▶ Your instructions: When the line containing "Log output format." is found in the data below, copy it and each line after it through the line containing "#[derive(Debug, Clone, PartialEq, Eq, Serialize, Deserialize)]", exactly and with no others.

*** Opening of Available data ***

//! Subscriber installation
//!
//! - `text` or `json` output on stderr, one line per event
//! - Level comes from config unless `RUST_LOG` is set
//! - Installing twice is a no-op

use serde::{Deserialize, Serialize};
use tracing_subscriber::EnvFilter;

/// Log output format.
#[derive(Debug, Clone, Copy, PartialEq, Eq, Default, Serialize, Deserialize)]
#[serde(rename_all = "lowercase")]
pub enum LogFormat {
    #[default]
    Text,
    Json,
}

/// `logging` section of the config file.
#[derive(Debug, Clone, PartialEq, Eq, Serialize, Deserialize)]
#[serde(default)]
pub struct LoggingConfig {
    /// Filter directive, e.g. `info` or `yojana=debug`.
    pub level: String,
    pub format: LogFormat,
}

impl Default for LoggingConfig {
    fn default() -> Self {
        Self {
            level: "info".to_string(),
            format: LogFormat::Text,
        }
    }
}

impl LoggingConfig {
    pub fn validate(&self) -> Result<(), String> {
        EnvFilter::try_new(&self.level)
            .map(|_| ())
            .map_err(|e| format!("logging.level '{}' is invalid: {}", self.level, e))
    }
}

/// Installs the global subscriber.
///
/// Returns `false` if a subscriber was already installed.
pub fn init_logging(config: &LoggingConfig) -> bool {
    let filter = EnvFilter::try_from_default_env()
        .or_else(|_| EnvFilter::try_new(&config.level))
        .unwrap_or_else(|_| EnvFilter::new("info"));

    let builder = tracing_subscriber::fmt()
        .with_env_filter(filter)
        .with_writer(std::io::stderr)
        .with_target(false);

    match config.format {
        LogFormat::Text => builder.try_init().is_ok(),
        LogFormat::Json => builder.json().try_init().is_ok(),
    }
}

*** Close of Available data ***

▶ Answer space:
/// Log output format.
#[derive(Debug, Clone, Copy, PartialEq, Eq, Default, Serialize, Deserialize)]
#[serde(rename_all = "lowercase")]
pub enum LogFormat {
    #[default]
    Text,
    Json,
}

/// `logging` section of the config file.
#[derive(Debug, Clone, PartialEq, Eq, Serialize, Deserialize)]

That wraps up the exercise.